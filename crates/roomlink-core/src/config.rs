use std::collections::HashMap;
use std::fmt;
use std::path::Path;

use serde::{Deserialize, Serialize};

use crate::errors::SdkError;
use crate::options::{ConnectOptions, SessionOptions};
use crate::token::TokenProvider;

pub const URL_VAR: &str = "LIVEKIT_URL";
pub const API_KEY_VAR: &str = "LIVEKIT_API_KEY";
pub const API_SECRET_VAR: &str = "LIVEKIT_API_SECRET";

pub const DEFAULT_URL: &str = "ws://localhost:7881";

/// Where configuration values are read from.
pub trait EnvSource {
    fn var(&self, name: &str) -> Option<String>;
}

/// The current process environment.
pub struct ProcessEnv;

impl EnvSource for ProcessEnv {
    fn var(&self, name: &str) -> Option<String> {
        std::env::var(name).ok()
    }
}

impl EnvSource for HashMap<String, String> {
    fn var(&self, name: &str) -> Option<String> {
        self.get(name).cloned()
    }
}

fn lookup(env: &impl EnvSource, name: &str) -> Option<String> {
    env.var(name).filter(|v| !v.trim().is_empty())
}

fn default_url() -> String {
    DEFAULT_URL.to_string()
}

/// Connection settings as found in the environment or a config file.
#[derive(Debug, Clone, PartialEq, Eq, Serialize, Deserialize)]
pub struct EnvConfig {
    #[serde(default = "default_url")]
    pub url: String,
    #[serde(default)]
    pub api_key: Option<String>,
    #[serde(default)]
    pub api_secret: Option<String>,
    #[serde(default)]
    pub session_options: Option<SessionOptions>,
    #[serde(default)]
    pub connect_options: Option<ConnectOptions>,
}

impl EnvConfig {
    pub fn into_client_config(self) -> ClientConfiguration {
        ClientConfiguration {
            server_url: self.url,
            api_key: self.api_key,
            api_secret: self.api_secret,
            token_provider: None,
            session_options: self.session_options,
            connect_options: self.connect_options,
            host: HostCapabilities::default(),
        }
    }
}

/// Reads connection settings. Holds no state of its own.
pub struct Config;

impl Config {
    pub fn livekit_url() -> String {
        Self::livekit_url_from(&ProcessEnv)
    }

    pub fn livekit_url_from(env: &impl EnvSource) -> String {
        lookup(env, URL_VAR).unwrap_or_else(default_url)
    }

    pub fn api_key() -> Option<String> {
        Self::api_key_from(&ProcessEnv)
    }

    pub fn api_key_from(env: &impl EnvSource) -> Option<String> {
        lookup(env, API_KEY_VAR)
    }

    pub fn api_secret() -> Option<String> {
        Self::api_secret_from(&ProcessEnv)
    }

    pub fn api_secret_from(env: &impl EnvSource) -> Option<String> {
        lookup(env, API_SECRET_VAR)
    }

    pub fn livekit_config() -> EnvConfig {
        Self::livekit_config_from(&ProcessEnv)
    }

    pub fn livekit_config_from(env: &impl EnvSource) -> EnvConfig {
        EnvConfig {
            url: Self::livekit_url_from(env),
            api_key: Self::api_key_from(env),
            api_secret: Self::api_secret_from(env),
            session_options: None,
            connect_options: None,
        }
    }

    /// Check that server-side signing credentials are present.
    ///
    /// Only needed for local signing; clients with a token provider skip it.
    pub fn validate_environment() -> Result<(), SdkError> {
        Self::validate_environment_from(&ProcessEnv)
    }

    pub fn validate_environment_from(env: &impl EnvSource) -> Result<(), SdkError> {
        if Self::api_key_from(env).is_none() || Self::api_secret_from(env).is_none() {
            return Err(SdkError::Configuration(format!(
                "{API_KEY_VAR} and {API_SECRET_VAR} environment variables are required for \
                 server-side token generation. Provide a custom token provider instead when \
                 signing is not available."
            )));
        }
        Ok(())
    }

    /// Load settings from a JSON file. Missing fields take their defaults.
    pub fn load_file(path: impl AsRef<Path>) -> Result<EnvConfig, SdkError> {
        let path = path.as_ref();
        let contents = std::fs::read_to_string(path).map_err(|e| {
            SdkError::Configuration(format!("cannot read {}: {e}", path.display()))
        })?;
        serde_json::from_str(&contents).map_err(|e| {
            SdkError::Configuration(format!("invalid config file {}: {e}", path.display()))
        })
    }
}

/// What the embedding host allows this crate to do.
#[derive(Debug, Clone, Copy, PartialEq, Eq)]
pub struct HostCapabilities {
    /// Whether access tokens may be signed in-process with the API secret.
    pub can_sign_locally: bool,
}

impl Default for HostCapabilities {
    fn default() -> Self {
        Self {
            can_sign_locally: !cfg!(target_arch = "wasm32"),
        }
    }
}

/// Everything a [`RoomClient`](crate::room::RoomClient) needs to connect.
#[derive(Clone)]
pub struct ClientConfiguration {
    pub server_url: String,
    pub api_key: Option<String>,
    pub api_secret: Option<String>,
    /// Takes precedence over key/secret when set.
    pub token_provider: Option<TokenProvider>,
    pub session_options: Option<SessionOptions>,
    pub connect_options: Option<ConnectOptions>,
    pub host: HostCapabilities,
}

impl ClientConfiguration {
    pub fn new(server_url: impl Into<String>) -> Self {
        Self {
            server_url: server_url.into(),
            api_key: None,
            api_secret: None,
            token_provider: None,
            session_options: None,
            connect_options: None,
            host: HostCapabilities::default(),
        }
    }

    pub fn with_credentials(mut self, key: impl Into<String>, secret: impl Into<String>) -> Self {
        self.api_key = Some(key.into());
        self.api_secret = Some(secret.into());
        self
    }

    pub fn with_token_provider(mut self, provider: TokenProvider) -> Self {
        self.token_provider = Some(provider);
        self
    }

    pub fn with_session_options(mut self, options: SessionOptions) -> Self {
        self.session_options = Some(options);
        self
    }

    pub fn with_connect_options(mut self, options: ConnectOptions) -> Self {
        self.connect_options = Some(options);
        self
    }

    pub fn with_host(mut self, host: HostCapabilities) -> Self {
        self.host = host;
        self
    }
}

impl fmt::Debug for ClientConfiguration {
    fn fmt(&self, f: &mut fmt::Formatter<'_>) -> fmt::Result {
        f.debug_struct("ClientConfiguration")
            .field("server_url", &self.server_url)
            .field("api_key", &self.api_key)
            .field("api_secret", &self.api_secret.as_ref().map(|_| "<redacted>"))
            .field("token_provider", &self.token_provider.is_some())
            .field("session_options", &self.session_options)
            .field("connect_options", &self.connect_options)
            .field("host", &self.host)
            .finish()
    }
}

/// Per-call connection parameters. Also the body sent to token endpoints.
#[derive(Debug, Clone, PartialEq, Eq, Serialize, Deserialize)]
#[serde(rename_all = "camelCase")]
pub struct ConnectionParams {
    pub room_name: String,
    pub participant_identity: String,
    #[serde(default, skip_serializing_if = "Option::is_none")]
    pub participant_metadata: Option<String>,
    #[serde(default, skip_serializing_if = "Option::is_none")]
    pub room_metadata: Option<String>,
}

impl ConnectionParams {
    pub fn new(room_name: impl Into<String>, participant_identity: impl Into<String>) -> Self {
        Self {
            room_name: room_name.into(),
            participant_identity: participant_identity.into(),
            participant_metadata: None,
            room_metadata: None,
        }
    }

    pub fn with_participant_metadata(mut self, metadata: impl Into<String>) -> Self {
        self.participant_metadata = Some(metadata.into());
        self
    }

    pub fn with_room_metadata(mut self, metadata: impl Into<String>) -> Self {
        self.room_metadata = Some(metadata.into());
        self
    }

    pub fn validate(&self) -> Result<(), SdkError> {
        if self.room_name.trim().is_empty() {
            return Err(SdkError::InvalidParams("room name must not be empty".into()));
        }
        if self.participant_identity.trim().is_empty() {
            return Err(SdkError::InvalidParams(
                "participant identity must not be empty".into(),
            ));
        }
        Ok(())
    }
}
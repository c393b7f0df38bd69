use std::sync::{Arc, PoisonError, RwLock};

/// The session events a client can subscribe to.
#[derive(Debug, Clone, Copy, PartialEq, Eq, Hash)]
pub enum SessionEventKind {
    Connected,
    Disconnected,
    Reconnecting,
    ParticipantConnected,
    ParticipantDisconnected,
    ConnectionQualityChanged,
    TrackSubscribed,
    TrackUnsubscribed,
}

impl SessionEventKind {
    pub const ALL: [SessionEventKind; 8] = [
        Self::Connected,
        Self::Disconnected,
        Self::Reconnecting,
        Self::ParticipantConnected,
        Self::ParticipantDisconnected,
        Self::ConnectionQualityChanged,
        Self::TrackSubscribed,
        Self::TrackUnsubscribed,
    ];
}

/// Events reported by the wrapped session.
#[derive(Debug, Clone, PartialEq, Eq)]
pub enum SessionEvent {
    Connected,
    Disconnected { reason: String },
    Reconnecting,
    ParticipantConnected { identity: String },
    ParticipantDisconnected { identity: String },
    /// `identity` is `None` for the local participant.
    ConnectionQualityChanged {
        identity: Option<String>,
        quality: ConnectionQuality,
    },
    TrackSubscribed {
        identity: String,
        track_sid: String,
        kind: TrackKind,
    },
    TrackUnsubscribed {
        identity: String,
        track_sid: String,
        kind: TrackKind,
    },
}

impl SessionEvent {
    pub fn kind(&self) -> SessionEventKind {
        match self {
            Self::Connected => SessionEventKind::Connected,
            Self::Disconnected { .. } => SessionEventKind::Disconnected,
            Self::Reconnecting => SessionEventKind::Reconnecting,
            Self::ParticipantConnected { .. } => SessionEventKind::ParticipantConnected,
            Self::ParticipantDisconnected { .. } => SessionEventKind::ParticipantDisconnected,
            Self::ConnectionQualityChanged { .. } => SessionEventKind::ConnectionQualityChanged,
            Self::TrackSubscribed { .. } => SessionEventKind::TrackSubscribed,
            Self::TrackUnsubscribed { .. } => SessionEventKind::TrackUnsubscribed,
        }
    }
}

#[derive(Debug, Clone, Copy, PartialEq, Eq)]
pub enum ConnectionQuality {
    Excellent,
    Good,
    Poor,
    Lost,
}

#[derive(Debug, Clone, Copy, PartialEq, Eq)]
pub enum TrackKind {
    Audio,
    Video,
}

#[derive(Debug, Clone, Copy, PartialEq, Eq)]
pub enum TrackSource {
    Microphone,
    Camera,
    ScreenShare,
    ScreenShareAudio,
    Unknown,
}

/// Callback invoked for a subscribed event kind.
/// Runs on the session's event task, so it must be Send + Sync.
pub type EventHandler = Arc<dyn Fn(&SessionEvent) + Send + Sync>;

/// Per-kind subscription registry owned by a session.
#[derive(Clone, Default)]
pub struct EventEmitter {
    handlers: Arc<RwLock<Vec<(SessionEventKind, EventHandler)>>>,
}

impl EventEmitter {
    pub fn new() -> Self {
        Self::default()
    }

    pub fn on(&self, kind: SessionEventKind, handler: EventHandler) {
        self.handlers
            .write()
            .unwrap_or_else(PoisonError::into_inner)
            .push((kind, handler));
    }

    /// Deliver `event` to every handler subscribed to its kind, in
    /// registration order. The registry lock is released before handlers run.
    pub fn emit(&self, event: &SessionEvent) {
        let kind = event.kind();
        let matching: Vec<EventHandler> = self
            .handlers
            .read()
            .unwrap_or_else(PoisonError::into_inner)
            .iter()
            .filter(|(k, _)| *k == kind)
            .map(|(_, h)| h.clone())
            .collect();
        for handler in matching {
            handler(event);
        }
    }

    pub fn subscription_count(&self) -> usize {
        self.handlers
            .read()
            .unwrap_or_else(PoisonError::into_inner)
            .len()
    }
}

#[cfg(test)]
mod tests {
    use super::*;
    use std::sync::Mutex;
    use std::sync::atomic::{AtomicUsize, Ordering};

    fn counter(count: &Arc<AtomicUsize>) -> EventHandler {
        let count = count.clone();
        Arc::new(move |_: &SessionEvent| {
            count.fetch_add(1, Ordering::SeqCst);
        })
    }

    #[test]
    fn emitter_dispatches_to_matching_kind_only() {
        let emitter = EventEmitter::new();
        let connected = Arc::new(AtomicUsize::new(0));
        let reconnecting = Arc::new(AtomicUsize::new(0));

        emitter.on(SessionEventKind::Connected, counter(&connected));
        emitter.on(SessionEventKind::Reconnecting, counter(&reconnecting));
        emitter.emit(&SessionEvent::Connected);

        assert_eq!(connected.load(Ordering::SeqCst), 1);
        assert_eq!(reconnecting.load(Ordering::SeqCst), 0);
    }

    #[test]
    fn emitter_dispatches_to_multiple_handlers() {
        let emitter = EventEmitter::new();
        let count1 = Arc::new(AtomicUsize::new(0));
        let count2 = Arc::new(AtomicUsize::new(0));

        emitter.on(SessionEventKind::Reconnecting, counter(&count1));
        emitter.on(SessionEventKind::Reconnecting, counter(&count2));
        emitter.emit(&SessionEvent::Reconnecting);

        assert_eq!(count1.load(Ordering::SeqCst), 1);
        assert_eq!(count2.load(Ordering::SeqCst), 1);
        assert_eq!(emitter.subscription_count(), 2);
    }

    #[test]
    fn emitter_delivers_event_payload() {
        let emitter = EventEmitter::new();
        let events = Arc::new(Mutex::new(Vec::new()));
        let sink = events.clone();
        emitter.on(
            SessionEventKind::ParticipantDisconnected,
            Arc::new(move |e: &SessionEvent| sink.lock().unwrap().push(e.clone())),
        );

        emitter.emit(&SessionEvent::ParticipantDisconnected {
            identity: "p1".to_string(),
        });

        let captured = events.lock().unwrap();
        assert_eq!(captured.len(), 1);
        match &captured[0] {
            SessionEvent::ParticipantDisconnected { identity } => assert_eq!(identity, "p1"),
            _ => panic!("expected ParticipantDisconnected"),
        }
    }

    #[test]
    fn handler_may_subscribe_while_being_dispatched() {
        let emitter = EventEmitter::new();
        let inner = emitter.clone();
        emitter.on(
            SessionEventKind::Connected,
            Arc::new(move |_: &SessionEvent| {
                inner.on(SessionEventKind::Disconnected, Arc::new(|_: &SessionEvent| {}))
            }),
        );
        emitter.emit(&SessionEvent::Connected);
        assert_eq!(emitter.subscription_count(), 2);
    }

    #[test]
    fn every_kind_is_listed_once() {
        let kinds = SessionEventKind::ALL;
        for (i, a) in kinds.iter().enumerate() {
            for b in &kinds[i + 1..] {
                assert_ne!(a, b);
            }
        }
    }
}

▶ Problem to work on: Exact lines only, please: output the listing from the first line to the line with "pub const API_KEY_VAR: &str", both included.

▶ Result below:
filename crates/roomlink-core/src/config.rs
use std::collections::HashMap;
use std::fmt;
use std::path::Path;

use serde::{Deserialize, Serialize};

use crate::errors::SdkError;
use crate::options::{ConnectOptions, SessionOptions};
use crate::token::TokenProvider;

pub const URL_VAR: &str = "LIVEKIT_URL";
pub const API_KEY_VAR: &str = "LIVEKIT_API_KEY";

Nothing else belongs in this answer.